And yet pumped storage has been on line for decades. According to this brief reference [1] Castaic Lake in the LA DWP system has been doing pumped storage since 1972.
True. Peaking load was one of the few reasons (maybe the only reason) for storage before renewables. Pumped hydro was just about the only option. It works great as long as you have an elevated lake nearby.
Look to corporations or government, 50,000lb batteries would be repaired mostly because at massive scales it's cheaper. Think of, for example, the Navy stripping & rebuilding entire ships. They could have made a new hull, but a huge crew of workers is cheaper.
The main reason consumer stuff is not repaired, I've decided, is the scale is so small that the savings, too, are so small they vanish.
I agree. Sometimes I review what 70s or 80s were like: lots of folks who were interested in electronics and computers essentially built the very first personal computers and software. Now, can we expect some new technology to be invented by these kinds of enthusiasts these days? I don't think so. Technology has become too sophisticated and complex that no single mind can comprehend it, let alone coming up with a better version of it. Those batteries you mentioned, they most probably will just be replaceable, not fixable by average Joe.
If they're only replaceable, then eventually nobody's going to buy them. So many people I know won't buy electric vehicles because they're worried about what's going to happen when the battery goes bad.
Individuals think on one scale, organizations think on another. Individuals can't plan for a lot of things, how many people do you know save up to get their tires replaced? I bet not many. But organizations can work that sort of thing into operational plans and pay people to keep up maintenance schedules.
But all of that breaks down when you're talking about long distances. The cost of shipping out a brand new tractor is going to so dwarf any kind of repair that even at the organizational level, the company that farmers pay to provide equipment is going to demand that tractors be serviceable.
> China can't have the same Industrial Revolution the West enjoyed. It has to figure out how to leapfrog past it simply because oil just isn't what it was in the 1900s. Africa is going to have to leapfrog past what China does.
Besides accessible space travel, one of the things I most regret not being immortal for is that I don't expect to live to see how/if any nation on the African continent pulls that off.
The future is not at all evenly distributed, and Africa still doesn't really have too many export industries that don't rely on resource extraction, but it's definitely happening at the moment. It's just really under-reported.
What 90% of humanity did, for centuries. Classic peasant stuff, you know.
It's not fun. You depend on the food from your land to eat, so you can't afford to experiment with new methods of doing anything, or grow "cash crops" that you can't directly eat. If the rains fail, you starve. If there's a locust swarm, you starve. If your plow oxen dies, and you can't get another one, you starve.
Sorry, I know what it is. The comment I was replying to wrote "sustenance farming". I wasn't sure if this was a term where they lived, autocorrect or a mistake.
One thing that a grid depends upon is all the transmission and distribution infrastructure. This is an incredible expense, but it is amortized over a very long long time.
On the mainland, investment in that infrastructure has gone in a cycle, I think we're coming off a decade of very large investment after a decade of 5x less investment in that infrastructure.

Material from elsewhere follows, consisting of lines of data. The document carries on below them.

#![cfg_attr(coverage_nightly, feature(coverage_attribute))]

//! Target machine instruction set for neoil.
//!
//! This crate contains:
//! - Opcode table and operand shapes (`Opcode`, `Operand`, `StackItemType`)
//! - Constant and slot encoders (`push_int`, `push_data`, `load_slot`)
//! - Zero-copy decoder (`decode`, `instructions`)
//! - Content hashing (`ScriptHash`, `interop_hash`)
//! - Disassembler (`dump`)

pub mod dump;
pub mod encode;
pub mod hash;
pub mod instruction;
pub mod opcode;
pub mod stack_item;


pub use dump::dump;
pub use encode::{
    SlotKind, int_from_bytes, int_to_bytes, load_slot, push_bool, push_data, push_int, slot_of,
    store_slot,
};
pub use hash::{HashParseError, KNOWN_SYSCALLS, ScriptHash, interop_hash, syscall_name};
pub use instruction::{DecodeError, InstructionView, Instructions, decode, instructions};
pub use opcode::{Opcode, Operand};
pub use stack_item::StackItemType;
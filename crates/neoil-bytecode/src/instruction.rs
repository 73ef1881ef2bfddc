//! Instruction decoding.
//!
//! Decoding is zero-copy: an [`InstructionView`] borrows its operand from
//! the script.

use crate::encode::int_from_bytes;
use crate::{Opcode, Operand};

#[derive(Debug, Clone, PartialEq, Eq, thiserror::Error)]
pub enum DecodeError {
    #[error("unknown opcode 0x{byte:02x} at {offset}")]
    UnknownOpcode { offset: u32, byte: u8 },
    #[error("truncated {opcode} operand at {offset}")]
    Truncated { offset: u32, opcode: Opcode },
}

/// One decoded instruction.
#[derive(Debug, Clone, Copy, PartialEq, Eq)]
pub struct InstructionView<'a> {
    pub offset: u32,
    pub opcode: Opcode,
    /// Raw operand, including any length prefix.
    pub operand: &'a [u8],
}

impl<'a> InstructionView<'a> {
    pub fn size(&self) -> u32 {
        1 + self.operand.len() as u32
    }

    /// Address of the following instruction.
    pub fn next(&self) -> u32 {
        self.offset + self.size()
    }

    /// Payload of a length-prefixed operand.
    pub fn data(&self) -> &'a [u8] {
        match self.opcode.operand() {
            Operand::Prefixed(n) => &self.operand[n..],
            _ => self.operand,
        }
    }

    /// Signed displacement carried by a relative operand.
    pub fn displacement(&self) -> Option<i32> {
        if !self.opcode.is_relative() {
            return None;
        }
        match self.operand.len() {
            1 => Some(self.operand[0] as i8 as i32),
            4 => Some(i32::from_le_bytes(self.operand[..4].try_into().ok()?)),
            _ => None,
        }
    }

    /// Absolute target of a relative operand.
    pub fn target(&self) -> Option<u32> {
        let disp = self.displacement()?;
        u32::try_from(self.offset as i64 + disp as i64).ok()
    }

    /// Integer pushed by this instruction, if it pushes one.
    pub fn int_value(&self) -> Option<i128> {
        if let Some(v) = self.opcode.small_int_value() {
            return Some(v);
        }
        match self.opcode {
            Opcode::PushInt8
            | Opcode::PushInt16
            | Opcode::PushInt32
            | Opcode::PushInt64
            | Opcode::PushInt128
            | Opcode::PushInt256 => int_from_bytes(self.operand),
            _ => None,
        }
    }
}

/// Decode the instruction at `offset`.
pub fn decode(script: &[u8], offset: u32) -> Result<InstructionView<'_>, DecodeError> {
    let start = offset as usize;
    let byte = *script
        .get(start)
        .ok_or(DecodeError::UnknownOpcode { offset, byte: 0 })?;
    let opcode = Opcode::from_u8(byte).ok_or(DecodeError::UnknownOpcode { offset, byte })?;
    let truncated = DecodeError::Truncated { offset, opcode };

    let rest = &script[start + 1..];
    let len = match opcode.operand() {
        Operand::None => 0,
        Operand::Fixed(n) => n,
        Operand::Prefixed(n) => {
            let prefix = rest.get(..n).ok_or(truncated.clone())?;
            let mut buf = [0u8; 4];
            buf[..n].copy_from_slice(prefix);
            n + u32::from_le_bytes(buf) as usize
        }
    };
    let operand = rest.get(..len).ok_or(truncated)?;
    Ok(InstructionView {
        offset,
        opcode,
        operand,
    })
}

/// Iterator over a script's instructions, stopping after the first error.
pub struct Instructions<'a> {
    script: &'a [u8],
    offset: u32,
    failed: bool,
}

impl<'a> Iterator for Instructions<'a> {
    type Item = Result<InstructionView<'a>, DecodeError>;

    fn next(&mut self) -> Option<Self::Item> {
        if self.failed || self.offset as usize >= self.script.len() {
            return None;
        }
        match decode(self.script, self.offset) {
            Ok(instr) => {
                self.offset = instr.next();
                Some(Ok(instr))
            }
            Err(e) => {
                self.failed = true;
                Some(Err(e))
            }
        }
    }
}

pub fn instructions(script: &[u8]) -> Instructions<'_> {
    Instructions {
        script,
        offset: 0,
        failed: false,
    }
}
#[test]
fn ldftn_without_delegate_is_rejected() {
    let types = vec![contract_type(
        "C",
        vec![
            method("C::Target", "target", &[], TypeRef::Void, vec![Op::Ret]),
            method("C::Bad", "bad", &[], TypeRef::Void, vec![Op::Ldftn("C::Target".to_string()), Op::Ret]),
        ],
    )];

    assert_eq!(
        compile_err(types),
        CompileError::UnsupportedInstruction {
            method: "C::Bad".to_string(),
            offset: 0,
            instruction: "ldftn C::Target".to_string(),
        }
    );
}

fn transfer_event() -> SourceEvent {
    SourceEvent {
        name: "Transferred".to_string(),
        display_name: "Transfer".to_string(),
        params: vec![
            neoil_core::Param::new("from", Str),
            neoil_core::Param::new("amount", Int32),
        ],
    }
}

#[test]
fn event_invoke_becomes_notify() {
    let mut ty = contract_type(
        "C",
        vec![method(
            "C::Fire",
            "fire",
            &[("from", Str), ("amount", Int32)],
            TypeRef::Void,
            vec![
                Op::LdSFld(FieldRef::new("C", "Transferred")),
                Op::LdArg(0),
                Op::LdArg(1),
                Op::Call(Callee::EventInvoke),
                Op::Ret,
            ],
        )],
    );
    ty.events.push(transfer_event());

    insta::assert_snapshot!(listing_with(vec![ty]), @r#"
    C::Fire:
      0000  INITSLOT 0 2
      0003  LDARG0
      0004  LDARG1
      0005  SWAP
      0006  PUSH2
      0007  PACK
      0008  PUSHDATA1 "Transfer"
      0018  SYSCALL System.Runtime.Notify
      0023  RET
    "#);
}

#[test]
fn event_invoke_without_event_is_rejected() {
    let types = vec![contract_type(
        "C",
        vec![method("C::Bad", "bad", &[], TypeRef::Void, vec![Op::Call(Callee::EventInvoke), Op::Ret])],
    )];

    assert_eq!(
        compile_err(types),
        CompileError::UnsupportedCall {
            method: "C::Bad".to_string(),
            offset: 0,
            callee: "Invoke".to_string(),
            reason: "no event field loaded".to_string(),
        }
    );
}

#[test]
fn string_switch_drops_hash_buckets() {
    insta::assert_snapshot!(listing_of(string_switch_method()), @r#"
    C::Route:
      0000  INITSLOT 2 1
      0003  LDARG0
      0004  STLOC0
      0005  LDLOC0
      0006  DROP
      0007  LDLOC0
      0008  PUSHDATA1 "a"
      0011  EQUAL
      0012  JMPIF_L 0032
      0017  LDLOC0
      0018  PUSHDATA1 "b"
      0021  EQUAL
      0022  JMPIF_L 0034
      0027  JMP_L 0036
      0032  PUSH1
      0033  RET
      0034  PUSH2
      0035  RET
      0036  PUSH0
      0037  RET
    "#);
}

#[test]
fn string_hash_outside_a_switch_is_rejected() {
    let m = method(
        "C::Hash",
        "hash",
        &[("s", Str)],
        Int32,
        vec![Op::LdArg(0), intrinsic(Intrinsic::StringHash), Op::Ret],
    );
    let types = vec![contract_type("C", vec![m])];

    assert_eq!(
        compile_err(types),
        CompileError::UnsupportedInstruction {
            method: "C::Hash".to_string(),
            offset: 1,
            instruction: "call StringHash".to_string(),
        }
    );
}

#[test]
fn listing_is_stable_text() {
    // Guards the listing format other tests rely on.
    let m = method("C::F", "f", &[], TypeRef::Void, vec![Op::Ret]);
    assert_eq!(listing_of(m), indoc! {"
        C::F:
          0000  RET
    "});
}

What's going to replace the expansion of transmission and distribution will be storage. It's often cheaper to buy storage at today's (relatively high) prices than to continue to size the transmission infrastructure for peak demand, rather than something closer to average demand. It's that peak demand that is the most costly to serve, batteries help with this immensely. In NYC, Con ED is delaying $1.1B in substation upgrades through the use of storage:
> It's often cheaper to buy storage at today's (relatively high) prices than to continue to size the transmission infrastructure for peak demand
Electricity billing is fundamentally flawed: Industrial users will pay a demand charge according to their peak usage, when they should really pay their contribution toward the local/regional/national utility's peak usage.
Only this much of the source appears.